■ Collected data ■
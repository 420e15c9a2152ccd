// Command-and-telemetry bridge between an operator input source and a
// dmc_robo robot over zenoh.
//
// Two front-ends publish onto the same motor/cmd topic shape: keyboard
// teleop (deadman controller) and the serial sample aggregator. Telemetry
// flows back over imu/state and the camera topics.

pub mod config;
pub mod deadman;
pub mod error;
pub mod link;
pub mod messages;
pub mod serial;
pub mod telemetry;
pub mod teleop;
pub mod topic;
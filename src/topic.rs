// Topic namespace for dmc_robo robots.
//
// Every channel is `dmc_robo/<robot_id>/<suffix>`. The robot id is user
// input and must not be able to escape its own namespace.

use thiserror::Error;

/// Constant namespace prefix shared by all robots.
pub const NAMESPACE: &str = "dmc_robo";

/// Separator used to build hierarchical topic keys.
pub const SEPARATOR: char = '/';

#[derive(Debug, Error, PartialEq, Eq)]
pub enum TopicError {
    #[error("robot_id must be non-empty and must not contain '{SEPARATOR}'")]
    InvalidRobotId,
}

/// Logical channels under one robot's namespace.
#[derive(Debug, Clone, Copy, PartialEq, Eq)]
pub enum TopicSuffix {
    MotorCmd,
    OledCmd,
    ImuState,
    CameraMeta,
    CameraJpeg,
}

impl TopicSuffix {
    pub fn as_str(self) -> &'static str {
        match self {
            TopicSuffix::MotorCmd => "motor/cmd",
            TopicSuffix::OledCmd => "oled/cmd",
            TopicSuffix::ImuState => "imu/state",
            TopicSuffix::CameraMeta => "camera/meta",
            TopicSuffix::CameraJpeg => "camera/image/jpeg",
        }
    }
}

/// Reject identities that are empty or would inject into another robot's
/// namespace.
pub fn validate_robot_id(robot_id: &str) -> Result<(), TopicError> {
    if robot_id.is_empty() || robot_id.contains(SEPARATOR) {
        return Err(TopicError::InvalidRobotId);
    }
    Ok(())
}

/// Compose the full topic key for one robot and one channel.
pub fn topic_key(robot_id: &str, suffix: TopicSuffix) -> Result<String, TopicError> {
    validate_robot_id(robot_id)?;
    Ok(format!("{NAMESPACE}/{robot_id}/{}", suffix.as_str()))
}

#[cfg(test)]
mod tests {
    use super::*;

    #[test]
    fn test_composes_with_namespace_prefix() {
        let key = topic_key("rasp-zero-01", TopicSuffix::MotorCmd).unwrap();
        assert_eq!(key, "dmc_robo/rasp-zero-01/motor/cmd");
        assert!(key.starts_with(NAMESPACE));
    }

    #[test]
    fn test_all_suffixes() {
        for (suffix, expected) in [
            (TopicSuffix::MotorCmd, "dmc_robo/r1/motor/cmd"),
            (TopicSuffix::OledCmd, "dmc_robo/r1/oled/cmd"),
            (TopicSuffix::ImuState, "dmc_robo/r1/imu/state"),
            (TopicSuffix::CameraMeta, "dmc_robo/r1/camera/meta"),
            (TopicSuffix::CameraJpeg, "dmc_robo/r1/camera/image/jpeg"),
        ] {
            assert_eq!(topic_key("r1", suffix).unwrap(), expected);
        }
    }

    #[test]
    fn test_distinct_ids_give_distinct_keys() {
        let a = topic_key("robot-a", TopicSuffix::MotorCmd).unwrap();
        let b = topic_key("robot-b", TopicSuffix::MotorCmd).unwrap();
        assert_ne!(a, b);
    }

    #[test]
    fn test_empty_id_rejected() {
        assert_eq!(
            topic_key("", TopicSuffix::MotorCmd),
            Err(TopicError::InvalidRobotId)
        );
    }

    #[test]
    fn test_separator_in_id_rejected() {
        // "a/b" would publish into robot "a"'s namespace
        assert_eq!(
            topic_key("a/b", TopicSuffix::MotorCmd),
            Err(TopicError::InvalidRobotId)
        );
    }
}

■ INSTRUCTIONS TO FOLLOW ■
An exact, complete copy of the data is the only acceptable answer.

■ RESULT ■
repository 420e15c9a2152ccd
// Command-and-telemetry bridge between an operator input source and a
// dmc_robo robot over zenoh.
//
// Two front-ends publish onto the same motor/cmd topic shape: keyboard
// teleop (deadman controller) and the serial sample aggregator. Telemetry
// flows back over imu/state and the camera topics.

pub mod config;
pub mod deadman;
pub mod error;
pub mod link;
pub mod messages;
pub mod serial;
pub mod telemetry;
pub mod teleop;
pub mod topic;
filename src/topic.rs
// Topic namespace for dmc_robo robots.
//
// Every channel is `dmc_robo/<robot_id>/<suffix>`. The robot id is user
// input and must not be able to escape its own namespace.

use thiserror::Error;

/// Constant namespace prefix shared by all robots.
pub const NAMESPACE: &str = "dmc_robo";

/// Separator used to build hierarchical topic keys.
pub const SEPARATOR: char = '/';

#[derive(Debug, Error, PartialEq, Eq)]
pub enum TopicError {
    #[error("robot_id must be non-empty and must not contain '{SEPARATOR}'")]
    InvalidRobotId,
}

/// Logical channels under one robot's namespace.
#[derive(Debug, Clone, Copy, PartialEq, Eq)]
pub enum TopicSuffix {
    MotorCmd,
    OledCmd,
    ImuState,
    CameraMeta,
    CameraJpeg,
}

impl TopicSuffix {
    pub fn as_str(self) -> &'static str {
        match self {
            TopicSuffix::MotorCmd => "motor/cmd",
            TopicSuffix::OledCmd => "oled/cmd",
            TopicSuffix::ImuState => "imu/state",
            TopicSuffix::CameraMeta => "camera/meta",
            TopicSuffix::CameraJpeg => "camera/image/jpeg",
        }
    }
}

/// Reject identities that are empty or would inject into another robot's
/// namespace.
pub fn validate_robot_id(robot_id: &str) -> Result<(), TopicError> {
    if robot_id.is_empty() || robot_id.contains(SEPARATOR) {
        return Err(TopicError::InvalidRobotId);
    }
    Ok(())
}

/// Compose the full topic key for one robot and one channel.
pub fn topic_key(robot_id: &str, suffix: TopicSuffix) -> Result<String, TopicError> {
    validate_robot_id(robot_id)?;
    Ok(format!("{NAMESPACE}/{robot_id}/{}", suffix.as_str()))
}

#[cfg(test)]
mod tests {
    use super::*;

    #[test]
    fn test_composes_with_namespace_prefix() {
        let key = topic_key("rasp-zero-01", TopicSuffix::MotorCmd).unwrap();
        assert_eq!(key, "dmc_robo/rasp-zero-01/motor/cmd");
        assert!(key.starts_with(NAMESPACE));
    }

    #[test]
    fn test_all_suffixes() {
        for (suffix, expected) in [
            (TopicSuffix::MotorCmd, "dmc_robo/r1/motor/cmd"),
            (TopicSuffix::OledCmd, "dmc_robo/r1/oled/cmd"),
            (TopicSuffix::ImuState, "dmc_robo/r1/imu/state"),
            (TopicSuffix::CameraMeta, "dmc_robo/r1/camera/meta"),
            (TopicSuffix::CameraJpeg, "dmc_robo/r1/camera/image/jpeg"),
        ] {
            assert_eq!(topic_key("r1", suffix).unwrap(), expected);
        }
    }

    #[test]
    fn test_distinct_ids_give_distinct_keys() {
        let a = topic_key("robot-a", TopicSuffix::MotorCmd).unwrap();
        let b = topic_key("robot-b", TopicSuffix::MotorCmd).unwrap();
        assert_ne!(a, b);
    }

    #[test]
    fn test_empty_id_rejected() {
        assert_eq!(
            topic_key("", TopicSuffix::MotorCmd),
            Err(TopicError::InvalidRobotId)
        );
    }

    #[test]
    fn test_separator_in_id_rejected() {
        // "a/b" would publish into robot "a"'s namespace
        assert_eq!(
            topic_key("a/b", TopicSuffix::MotorCmd),
            Err(TopicError::InvalidRobotId)
        );
    }
}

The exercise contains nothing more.